British historian (born 1948)

Michael A. Hicks (born 1948) is an English historian, specialising in the history of late medieval England, in particular the Wars of the Roses, the nature of late medieval society, and the kings and nobility of the period.

==Education and academic career==
Hicks studied under Charles Ross while a final-year undergraduate student at the University of Bristol (1969–70), T. B. Pugh for his M.A. at Southampton (1971), and C. A. J. Armstrong for his DPhil. at the University of Oxford (1975), which he had originally begun under J. R. L. Highfield. In his own words, his research was – and remained – firmly placed within "the school of history founded by the late K. B. McFarlane ... the Master" although with a heavy "biographical bent". His first published article, however, was on an aspect of law in the seventeenth century. Having worked for the Victoria County History project between 1974 and 1978, he joined King Alfred's College, Winchester, later the University of Winchester. A proposed joint paper with his former tutor, Charles Ross, on bastard feudalism had come to nothing by 1978, and a suggestion by Gerald Harriss for a joint study with Christine Carpenter, Michael Hicks and himself "foundered on [their] incompatible points of view".

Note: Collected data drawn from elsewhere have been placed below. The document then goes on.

//! Request and response bodies for the hiring backend REST API.

use serde::{Deserialize, Serialize};

/// POST /auth/signup
#[derive(Debug, Clone, Serialize)]
pub struct SignupRequest {
    pub email: String,
    pub password: String,
    pub full_name: String,
}

/// POST /auth/login
#[derive(Debug, Clone, Serialize)]
pub struct LoginRequest {
    pub email: String,
    pub password: String,
}

/// Authenticated user profile.
#[derive(Debug, Clone, Deserialize, PartialEq)]
pub struct UserInfo {
    pub id: String,
    pub email: String,
    pub full_name: String,
    #[serde(default)]
    pub is_admin: bool,
}

/// Response from signup and login.
#[derive(Debug, Clone, Deserialize)]
pub struct AuthResponse {
    pub token: String,
    pub user: UserInfo,
}

/// GET /auth/me
#[derive(Debug, Clone, Deserialize)]
pub struct WhoAmI {
    pub user: UserInfo,
}

/// One scored answer in a quiz submission. `question_id` is the 1-based
/// position within the presented round.
#[derive(Debug, Clone, Serialize, PartialEq)]
pub struct QuizAnswer {
    pub question_id: u32,
    pub answer: String,
    pub is_correct: bool,
}

/// POST /quiz/submit
#[derive(Debug, Clone, Serialize)]
pub struct QuizSubmission {
    pub round_number: u8,
    pub answers: Vec<QuizAnswer>,
    pub total_questions: u32,
}

/// Response to a quiz submission.
#[derive(Debug, Clone, Deserialize)]
pub struct QuizSubmitResponse {
    pub score: u32,
    pub passed: bool,
    #[serde(default)]
    pub message: Option<String>,
}

/// GET /quiz/status: the candidate's live progress record.
#[derive(Debug, Clone, Deserialize)]
pub struct QuizStatus {
    pub current_round: u8,
    #[serde(default)]
    pub round_1_score: Option<u32>,
    #[serde(default)]
    pub round_2_score: Option<u32>,
    #[serde(default)]
    pub round_3_score: Option<f32>,
    pub overall_status: String,
    #[serde(default)]
    pub can_reattempt: bool,
    #[serde(default = "default_attempt")]
    pub current_attempt_number: u32,
}

fn default_attempt() -> u32 {
    1
}

/// Per-round breakdown in the results view, as percentages.
#[derive(Debug, Clone, Deserialize)]
pub struct RoundReport {
    pub round_number: u8,
    pub score: f32,
    pub passed: bool,
}

/// One archived attempt in the candidate's history.
#[derive(Debug, Clone, Deserialize)]
pub struct AttemptRecord {
    pub attempt_number: u32,
    #[serde(default)]
    pub round_1_score: Option<u32>,
    #[serde(default)]
    pub round_2_score: Option<u32>,
    #[serde(default)]
    pub round_3_score: Option<f32>,
    #[serde(default)]
    pub overall_score: Option<f32>,
    pub overall_status: String,
    #[serde(default)]
    pub recommendation: Option<String>,
}

/// GET /interview/{session_id}/results
#[derive(Debug, Clone, Deserialize)]
pub struct InterviewResults {
    pub session_id: String,
    pub candidate_name: String,
    pub job_role: String,
    pub rounds: Vec<RoundReport>,
    pub overall_score: f32,
    pub recommendation: String,
}

/// GET /admin/candidate/{id}/analysis: the agent's qualitative evaluation.
#[derive(Debug, Clone, Deserialize)]
pub struct Analysis {
    pub candidate_id: String,
    #[serde(default)]
    pub key_strengths: Vec<String>,
    #[serde(default)]
    pub areas_to_improve: Vec<String>,
    pub summary: String,
}

/// Generic acknowledgement body.
#[derive(Debug, Clone, Deserialize)]
pub struct Ack {
    #[serde(default)]
    pub message: Option<String>,
}
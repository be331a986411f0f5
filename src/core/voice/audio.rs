//! Audio device seams.
//!
//! Playback and capture are platform concerns, so the session client talks
//! to them through traits. The provided implementations discard audio; real
//! device backends plug in at construction time.

use async_trait::async_trait;
use bytes::Bytes;
use thiserror::Error;

/// Failures from an audio backend.
#[derive(Debug, Error)]
pub enum AudioError {
    /// The platform denied microphone access
    #[error("Microphone permission denied: {0}")]
    PermissionDenied(String),

    /// Device open or I/O failure
    #[error("Audio device error: {0}")]
    Device(String),

    /// Incoming audio could not be decoded
    #[error("Audio decode error: {0}")]
    Decode(String),
}

/// Plays agent audio. `play` resolves when playback finishes; `stop` aborts
/// any in-flight playback immediately.
#[async_trait]
pub trait AudioPlayer: Send + Sync {
    async fn play(&self, audio: Bytes) -> Result<(), AudioError>;
    async fn stop(&self);
}

/// Captures candidate audio. `stop` releases the device and returns the
/// recorded bytes; `cancel` releases the device and discards them.
#[async_trait]
pub trait AudioCapture: Send + Sync {
    async fn start(&self) -> Result<(), AudioError>;
    async fn stop(&self) -> Result<Bytes, AudioError>;
    async fn cancel(&self);
}

/// Player that drops audio on the floor. Used headless and in tests.
#[derive(Debug, Default)]
pub struct DiscardPlayer;

#[async_trait]
impl AudioPlayer for DiscardPlayer {
    async fn play(&self, _audio: Bytes) -> Result<(), AudioError> {
        Ok(())
    }

    async fn stop(&self) {}
}

/// Capture that records nothing and returns empty audio.
#[derive(Debug, Default)]
pub struct NullCapture;

#[async_trait]
impl AudioCapture for NullCapture {
    async fn start(&self) -> Result<(), AudioError> {
        Ok(())
    }

    async fn stop(&self) -> Result<Bytes, AudioError> {
        Ok(Bytes::new())
    }

    async fn cancel(&self) {}
}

=== Research and interests ===
Originally firmly wedded to the McFarlane understanding of bastard feudalism, in which the nobility were motivated almost solely by financial and material interests, in which "self-interest, self-advantage, and self-preservation featured largely", this perspective gradually evolved, by the last decade of the twentieth century, into a more "complex" understanding of the English nobility, in which their piety and religious belief, idealism and individuality are as important motives in "high politics" as material benefit. In a 2014 interview with Royal Studies Journal, he opined that, until recently, "all History was political"; but noted that there was an increasingly thematic trend to historical research.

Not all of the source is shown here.